The past couple of years have been great for the overall stock market but there is a downside. When stock prices go up, dividend yields decline. Now, income-seeking investors need to look extra hard for reliable stocks that offer satisfying yields.
The search for reliable high-yield dividend stocks is harder than it was a couple of years ago but it's not impossible. At recent prices, Realty Income (O 1.96%), PennantPark Floating Rate Capital (PFLT 0.32%), and Ares Capital (ARCC 1.08%) offer a yield of 8.5% on average. At this level, just $11,750 spread evenly among them is enough to secure $1,000 worth of annual dividend payments.
Best of all, the payments these stocks send investors keep rising. Here's why they could make great additions to just about any income-seeking investor's portfolio.
1. Realty Income
With 1,552 tenants renting 15,457 commercial buildings, Realty Income is one of the largest, most established real estate investment trusts (REITs) you can invest in. At recent prices, it offers a 5.9% yield.
Realty Income offers a lower yield than the other stocks on this list but perhaps not for long. It's been raising its payout every quarter since it began trading publicly in 1994.
When you're already recording around $4.9 billion in annual base rent, acquiring enough new properties to move your needle forward isn't easy. With 55 years of experience, though, investors can count on Realty Income to take the right steps that ensure steady dividend payout growth for the long run. In November, the company told investors to expect about $2.9 billion in net acquisitions in 2024.
When reporting third-quarter results in November, Realty Income told investors to expect a 4.8% rise in adjusted funds from operations, a proxy for earnings, in 2024. A large addressable market suggests this REIT can find adequate new sources of growth to continue its decades-long dividend-raising streak.
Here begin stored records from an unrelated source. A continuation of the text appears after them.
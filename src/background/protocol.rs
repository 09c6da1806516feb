//! Tagged messages exchanged between the content overlay, the background
//! coordinator and the options page.

use std::fmt::Display;

use serde::{Deserialize, Serialize};

use crate::{MeterError, SessionRecording};

/// Browser tab identifier.
#[derive(Debug, Clone, Copy, PartialEq, Eq, Hash, PartialOrd, Ord, Serialize, Deserialize)]
pub struct TabId(pub u32);

impl Display for TabId {
    fn fmt(&self, f: &mut std::fmt::Formatter<'_>) -> std::fmt::Result {
        write!(f, "tab#{}", self.0)
    }
}

/// Cross-context message, tagged on `type`.
///
/// | kind                    | direction                        | contract          |
/// |-------------------------|----------------------------------|-------------------|
/// | `DATA_READY`            | content -> background -> options | publish           |
/// | `OPEN_OPTIONS`          | content -> background            | fire-and-forget   |
/// | `TOGGLE_CONTENT_SCRIPT` | background -> content            | fire-and-forget   |
/// | `REQUEST_DATA`          | options -> background            | replies `DATA_READY` when data is stored |
#[derive(Debug, Clone, PartialEq, Serialize, Deserialize)]
#[serde(tag = "type", rename_all = "SCREAMING_SNAKE_CASE")]
pub enum Message {
    DataReady { data: SessionRecording },
    OpenOptions,
    ToggleContentScript,
    RequestData,
}

impl Message {
    pub fn kind(&self) -> &'static str {
        match self {
            Message::DataReady { .. } => "DATA_READY",
            Message::OpenOptions => "OPEN_OPTIONS",
            Message::ToggleContentScript => "TOGGLE_CONTENT_SCRIPT",
            Message::RequestData => "REQUEST_DATA",
        }
    }

    pub fn to_json(&self) -> Result<String, MeterError> {
        serde_json::to_string(self)
            .map_err(|err| MeterError::Transport(format!("failed to encode {}: {err}", self.kind())))
    }

    pub fn from_json(text: &str) -> Result<Self, MeterError> {
        serde_json::from_str(text)
            .map_err(|err| MeterError::Transport(format!("unrecognized message: {err}")))
    }
}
Realty Income and its peers have control of less than 0.1% of their addressable market in Europe.
2. PennantPark Floating Rate Capital
Direct lending between traditional banks and American businesses hardly exists anymore. Instead, business development companies (BDCs) such as PennantPark Floating Rate Capital are raking in profits by originating relatively high-interest loans to fairly reliable middle-market businesses.
At recent prices, PennantPark Floating Rate Capital offers an eye-popping 11.2% yield. Like Realty Income, it makes dividend payments monthly. It doesn't raise its payout nearly as regularly, but it has raised or maintained its dividend since it started paying one in 2011.
The stock has been under pressure because, as its name implies, nearly all the loans it originates collect interest at variable rates that declined significantly in 2024. It also focuses on smaller businesses that earn between $10 million and $50 million annually before interest, taxes, depreciation, and amortization (EBITDA). While lending to businesses of this size can be lucrative, they can be riskier than upper middle-market companies with annual EBITDA over $50 million.
The Federal Reserve lowered interest rates by a full percentage point in 2024 but it's hardly a reason to avoid this reliable dividend payer. During the quarter that ended last September, the BDC invested $446 million across 60 companies with an average yield of 11% on average.
This BDC reported net investment income in the third quarter was sufficient to meet its dividend payout. With heaps of new loans on the books, keeping up with dividend payments at their present level should be a breeze.
3. Ares Capital
Ares Capital is an enormous BDC with a $25.9 billion investment portfolio that is more than 12 times larger than PennantPark Floating Rate Capital's. The giant BDC doesn't raise its dividend payout rapidly, or steadily, but it has increased by 37% since 2011.
At recent prices, shares of Ares Capital offer an 8.5% dividend yield that could rise in the near term. Net investment income that reached $2.30 per share over the past 12 months is more than it needs to meet an annual dividend commitment set at $1.92 per share.
Since banks are increasingly hesitant to lend to mid-sized companies, BDC's like Ares Capital can originate secured loans at interest rates you might find surprising. The average yield on the income-generating securities in its portfolio was a whopping 11.7% during the third quarter.
With heaps of experience, Ares Capital rarely lends to businesses that can't repay their debts. Just 1.3% of the BDC's portfolio at cost was on non-accrual status at the end of last September. Adding some shares of this BDC to a diverse portfolio looks like a reliable way to pump up your passive income stream.